> Stored data

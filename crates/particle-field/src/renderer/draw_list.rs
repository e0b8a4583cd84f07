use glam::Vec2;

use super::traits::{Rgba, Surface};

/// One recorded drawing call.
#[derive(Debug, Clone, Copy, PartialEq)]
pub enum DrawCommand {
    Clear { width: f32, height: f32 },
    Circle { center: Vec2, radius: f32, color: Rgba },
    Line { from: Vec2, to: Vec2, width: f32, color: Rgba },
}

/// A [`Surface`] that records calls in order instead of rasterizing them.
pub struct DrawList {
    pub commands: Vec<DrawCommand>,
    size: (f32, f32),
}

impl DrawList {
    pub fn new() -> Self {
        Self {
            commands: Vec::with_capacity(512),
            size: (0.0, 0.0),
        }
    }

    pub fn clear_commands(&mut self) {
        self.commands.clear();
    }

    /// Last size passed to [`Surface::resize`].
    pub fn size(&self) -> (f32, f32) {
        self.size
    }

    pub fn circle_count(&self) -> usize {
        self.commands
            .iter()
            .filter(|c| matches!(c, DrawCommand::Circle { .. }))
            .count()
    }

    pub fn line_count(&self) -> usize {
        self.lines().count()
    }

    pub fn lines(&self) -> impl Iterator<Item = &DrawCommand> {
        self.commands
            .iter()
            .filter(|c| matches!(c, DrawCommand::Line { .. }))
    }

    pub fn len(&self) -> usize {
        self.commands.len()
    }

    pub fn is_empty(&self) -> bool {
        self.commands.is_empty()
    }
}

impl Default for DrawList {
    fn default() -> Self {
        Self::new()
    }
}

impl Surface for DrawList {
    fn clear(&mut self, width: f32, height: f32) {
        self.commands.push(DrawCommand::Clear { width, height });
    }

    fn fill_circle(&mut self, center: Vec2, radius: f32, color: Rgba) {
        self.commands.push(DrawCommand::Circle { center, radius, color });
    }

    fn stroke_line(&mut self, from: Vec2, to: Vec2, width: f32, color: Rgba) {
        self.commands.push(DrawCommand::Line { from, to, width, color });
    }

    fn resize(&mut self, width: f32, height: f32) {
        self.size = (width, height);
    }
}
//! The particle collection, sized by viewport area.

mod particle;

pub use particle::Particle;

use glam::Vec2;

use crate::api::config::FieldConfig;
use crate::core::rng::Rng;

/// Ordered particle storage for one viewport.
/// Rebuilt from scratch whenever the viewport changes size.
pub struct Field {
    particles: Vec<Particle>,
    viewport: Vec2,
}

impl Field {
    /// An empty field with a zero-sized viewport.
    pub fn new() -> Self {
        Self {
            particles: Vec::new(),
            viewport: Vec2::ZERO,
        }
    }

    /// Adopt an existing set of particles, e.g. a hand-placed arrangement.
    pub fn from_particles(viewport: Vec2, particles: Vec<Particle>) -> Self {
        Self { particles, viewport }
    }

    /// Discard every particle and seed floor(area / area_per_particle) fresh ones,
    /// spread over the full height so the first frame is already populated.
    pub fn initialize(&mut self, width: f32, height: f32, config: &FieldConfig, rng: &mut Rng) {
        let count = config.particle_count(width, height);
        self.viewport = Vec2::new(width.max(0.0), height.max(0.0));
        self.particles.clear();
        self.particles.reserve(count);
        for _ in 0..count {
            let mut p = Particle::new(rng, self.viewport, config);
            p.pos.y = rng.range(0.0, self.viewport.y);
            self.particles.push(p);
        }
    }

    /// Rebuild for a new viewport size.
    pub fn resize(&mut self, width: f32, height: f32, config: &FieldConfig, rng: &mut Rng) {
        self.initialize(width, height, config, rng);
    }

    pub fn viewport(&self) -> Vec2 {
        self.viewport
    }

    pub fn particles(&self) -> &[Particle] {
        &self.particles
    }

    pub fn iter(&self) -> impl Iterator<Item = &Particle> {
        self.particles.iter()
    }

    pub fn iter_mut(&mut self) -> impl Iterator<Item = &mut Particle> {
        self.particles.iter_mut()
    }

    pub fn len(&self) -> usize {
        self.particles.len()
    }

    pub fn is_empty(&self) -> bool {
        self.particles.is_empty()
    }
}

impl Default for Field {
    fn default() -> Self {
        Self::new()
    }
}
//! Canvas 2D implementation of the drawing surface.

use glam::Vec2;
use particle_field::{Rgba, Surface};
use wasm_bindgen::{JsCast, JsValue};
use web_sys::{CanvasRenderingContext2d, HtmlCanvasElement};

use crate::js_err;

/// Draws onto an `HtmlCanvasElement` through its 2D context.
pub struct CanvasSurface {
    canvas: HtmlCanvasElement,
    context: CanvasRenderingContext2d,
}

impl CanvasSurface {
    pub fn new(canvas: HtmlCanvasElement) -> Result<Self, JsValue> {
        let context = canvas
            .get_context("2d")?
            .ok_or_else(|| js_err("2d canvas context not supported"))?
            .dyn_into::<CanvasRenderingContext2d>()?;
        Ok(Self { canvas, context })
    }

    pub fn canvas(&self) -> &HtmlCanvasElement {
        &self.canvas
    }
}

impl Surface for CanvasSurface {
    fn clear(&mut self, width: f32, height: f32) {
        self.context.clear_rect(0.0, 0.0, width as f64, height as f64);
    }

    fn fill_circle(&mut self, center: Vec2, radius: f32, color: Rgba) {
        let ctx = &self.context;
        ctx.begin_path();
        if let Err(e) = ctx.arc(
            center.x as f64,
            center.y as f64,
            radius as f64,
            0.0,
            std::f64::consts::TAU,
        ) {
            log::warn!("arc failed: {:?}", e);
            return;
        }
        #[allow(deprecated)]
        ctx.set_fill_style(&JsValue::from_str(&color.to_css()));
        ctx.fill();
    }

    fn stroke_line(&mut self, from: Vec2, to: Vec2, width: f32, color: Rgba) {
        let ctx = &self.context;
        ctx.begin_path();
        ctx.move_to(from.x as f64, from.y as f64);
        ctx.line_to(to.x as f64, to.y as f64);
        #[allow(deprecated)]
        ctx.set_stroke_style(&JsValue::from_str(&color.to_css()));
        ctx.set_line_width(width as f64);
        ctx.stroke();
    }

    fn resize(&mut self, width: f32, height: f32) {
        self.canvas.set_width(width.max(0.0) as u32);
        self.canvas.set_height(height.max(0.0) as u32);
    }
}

> ACTIVITY
Each line above that contains the string "sized" should be copied.

> YOUR RESPONSE
//! The particle collection, sized by viewport area.
    /// An empty field with a zero-sized viewport.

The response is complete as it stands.